EXERCISE AIM
Your reply should contain every record, restated word for word.

RECORDED DATA
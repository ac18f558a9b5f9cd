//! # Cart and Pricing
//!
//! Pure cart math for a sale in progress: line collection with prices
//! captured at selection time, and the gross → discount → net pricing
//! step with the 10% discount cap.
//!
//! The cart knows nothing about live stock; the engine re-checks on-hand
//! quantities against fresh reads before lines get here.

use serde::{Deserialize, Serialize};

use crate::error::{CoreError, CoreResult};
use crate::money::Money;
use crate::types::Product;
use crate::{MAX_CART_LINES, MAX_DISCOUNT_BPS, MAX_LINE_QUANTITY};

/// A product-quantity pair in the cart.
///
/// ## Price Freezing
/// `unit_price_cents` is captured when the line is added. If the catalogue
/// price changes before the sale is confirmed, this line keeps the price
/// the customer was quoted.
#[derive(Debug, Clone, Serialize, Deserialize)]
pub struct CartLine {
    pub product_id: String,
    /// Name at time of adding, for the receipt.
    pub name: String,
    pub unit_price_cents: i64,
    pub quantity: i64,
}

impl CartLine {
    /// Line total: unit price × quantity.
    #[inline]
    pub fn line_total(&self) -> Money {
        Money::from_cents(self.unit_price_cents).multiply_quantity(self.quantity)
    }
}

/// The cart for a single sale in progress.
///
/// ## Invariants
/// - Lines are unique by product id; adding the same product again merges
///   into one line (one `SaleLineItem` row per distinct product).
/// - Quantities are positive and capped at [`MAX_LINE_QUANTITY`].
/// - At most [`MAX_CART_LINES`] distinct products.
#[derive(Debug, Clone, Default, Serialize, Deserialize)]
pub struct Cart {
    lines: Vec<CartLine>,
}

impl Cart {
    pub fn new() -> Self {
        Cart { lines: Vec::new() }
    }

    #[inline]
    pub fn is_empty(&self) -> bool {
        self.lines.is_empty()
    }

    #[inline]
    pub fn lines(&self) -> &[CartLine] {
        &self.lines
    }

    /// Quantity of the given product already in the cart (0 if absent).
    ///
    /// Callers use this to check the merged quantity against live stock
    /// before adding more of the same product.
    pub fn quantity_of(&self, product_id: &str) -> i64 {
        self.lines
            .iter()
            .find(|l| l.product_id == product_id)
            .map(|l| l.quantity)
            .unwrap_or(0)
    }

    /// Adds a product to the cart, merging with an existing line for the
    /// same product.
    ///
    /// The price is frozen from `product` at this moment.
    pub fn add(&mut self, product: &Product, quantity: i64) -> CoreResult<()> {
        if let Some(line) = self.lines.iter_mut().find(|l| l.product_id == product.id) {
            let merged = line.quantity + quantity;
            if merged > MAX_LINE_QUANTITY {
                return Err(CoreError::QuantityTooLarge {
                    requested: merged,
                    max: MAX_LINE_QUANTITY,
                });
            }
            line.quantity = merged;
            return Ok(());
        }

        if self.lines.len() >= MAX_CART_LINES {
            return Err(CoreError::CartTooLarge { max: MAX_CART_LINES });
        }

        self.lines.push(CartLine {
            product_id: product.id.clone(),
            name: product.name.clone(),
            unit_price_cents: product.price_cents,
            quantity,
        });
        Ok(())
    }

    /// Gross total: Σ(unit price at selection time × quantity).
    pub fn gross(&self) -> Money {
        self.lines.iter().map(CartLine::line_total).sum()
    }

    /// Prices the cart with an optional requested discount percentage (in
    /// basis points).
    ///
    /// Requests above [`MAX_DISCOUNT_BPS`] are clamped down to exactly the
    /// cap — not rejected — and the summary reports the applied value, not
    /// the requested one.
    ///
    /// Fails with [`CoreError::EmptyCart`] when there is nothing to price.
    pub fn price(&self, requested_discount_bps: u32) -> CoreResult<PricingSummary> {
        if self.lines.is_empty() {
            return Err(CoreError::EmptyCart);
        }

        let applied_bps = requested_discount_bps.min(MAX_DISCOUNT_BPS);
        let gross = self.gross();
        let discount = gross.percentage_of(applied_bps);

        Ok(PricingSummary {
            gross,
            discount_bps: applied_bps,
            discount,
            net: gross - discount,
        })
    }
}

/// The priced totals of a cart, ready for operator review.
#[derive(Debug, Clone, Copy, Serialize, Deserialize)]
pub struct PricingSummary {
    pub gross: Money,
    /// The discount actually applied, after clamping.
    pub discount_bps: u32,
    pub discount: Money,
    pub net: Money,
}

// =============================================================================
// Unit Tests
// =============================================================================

EXERCISE RESULT
repository ac18f558a9b5f9cd
//! # Cart and Pricing
//!
//! Pure cart math for a sale in progress: line collection with prices
//! captured at selection time, and the gross → discount → net pricing
//! step with the 10% discount cap.
//!
//! The cart knows nothing about live stock; the engine re-checks on-hand
//! quantities against fresh reads before lines get here.

use serde::{Deserialize, Serialize};

use crate::error::{CoreError, CoreResult};
use crate::money::Money;
use crate::types::Product;
use crate::{MAX_CART_LINES, MAX_DISCOUNT_BPS, MAX_LINE_QUANTITY};

/// A product-quantity pair in the cart.
///
/// ## Price Freezing
/// `unit_price_cents` is captured when the line is added. If the catalogue
/// price changes before the sale is confirmed, this line keeps the price
/// the customer was quoted.
#[derive(Debug, Clone, Serialize, Deserialize)]
pub struct CartLine {
    pub product_id: String,
    /// Name at time of adding, for the receipt.
    pub name: String,
    pub unit_price_cents: i64,
    pub quantity: i64,
}

impl CartLine {
    /// Line total: unit price × quantity.
    #[inline]
    pub fn line_total(&self) -> Money {
        Money::from_cents(self.unit_price_cents).multiply_quantity(self.quantity)
    }
}

/// The cart for a single sale in progress.
///
/// ## Invariants
/// - Lines are unique by product id; adding the same product again merges
///   into one line (one `SaleLineItem` row per distinct product).
/// - Quantities are positive and capped at [`MAX_LINE_QUANTITY`].
/// - At most [`MAX_CART_LINES`] distinct products.
#[derive(Debug, Clone, Default, Serialize, Deserialize)]
pub struct Cart {
    lines: Vec<CartLine>,
}

impl Cart {
    pub fn new() -> Self {
        Cart { lines: Vec::new() }
    }

    #[inline]
    pub fn is_empty(&self) -> bool {
        self.lines.is_empty()
    }

    #[inline]
    pub fn lines(&self) -> &[CartLine] {
        &self.lines
    }

    /// Quantity of the given product already in the cart (0 if absent).
    ///
    /// Callers use this to check the merged quantity against live stock
    /// before adding more of the same product.
    pub fn quantity_of(&self, product_id: &str) -> i64 {
        self.lines
            .iter()
            .find(|l| l.product_id == product_id)
            .map(|l| l.quantity)
            .unwrap_or(0)
    }

    /// Adds a product to the cart, merging with an existing line for the
    /// same product.
    ///
    /// The price is frozen from `product` at this moment.
    pub fn add(&mut self, product: &Product, quantity: i64) -> CoreResult<()> {
        if let Some(line) = self.lines.iter_mut().find(|l| l.product_id == product.id) {
            let merged = line.quantity + quantity;
            if merged > MAX_LINE_QUANTITY {
                return Err(CoreError::QuantityTooLarge {
                    requested: merged,
                    max: MAX_LINE_QUANTITY,
                });
            }
            line.quantity = merged;
            return Ok(());
        }

        if self.lines.len() >= MAX_CART_LINES {
            return Err(CoreError::CartTooLarge { max: MAX_CART_LINES });
        }

        self.lines.push(CartLine {
            product_id: product.id.clone(),
            name: product.name.clone(),
            unit_price_cents: product.price_cents,
            quantity,
        });
        Ok(())
    }

    /// Gross total: Σ(unit price at selection time × quantity).
    pub fn gross(&self) -> Money {
        self.lines.iter().map(CartLine::line_total).sum()
    }

    /// Prices the cart with an optional requested discount percentage (in
    /// basis points).
    ///
    /// Requests above [`MAX_DISCOUNT_BPS`] are clamped down to exactly the
    /// cap — not rejected — and the summary reports the applied value, not
    /// the requested one.
    ///
    /// Fails with [`CoreError::EmptyCart`] when there is nothing to price.
    pub fn price(&self, requested_discount_bps: u32) -> CoreResult<PricingSummary> {
        if self.lines.is_empty() {
            return Err(CoreError::EmptyCart);
        }

        let applied_bps = requested_discount_bps.min(MAX_DISCOUNT_BPS);
        let gross = self.gross();
        let discount = gross.percentage_of(applied_bps);

        Ok(PricingSummary {
            gross,
            discount_bps: applied_bps,
            discount,
            net: gross - discount,
        })
    }
}

/// The priced totals of a cart, ready for operator review.
#[derive(Debug, Clone, Copy, Serialize, Deserialize)]
pub struct PricingSummary {
    pub gross: Money,
    /// The discount actually applied, after clamping.
    pub discount_bps: u32,
    pub discount: Money,
    pub net: Money,
}

// =============================================================================
// Unit Tests
// =============================================================================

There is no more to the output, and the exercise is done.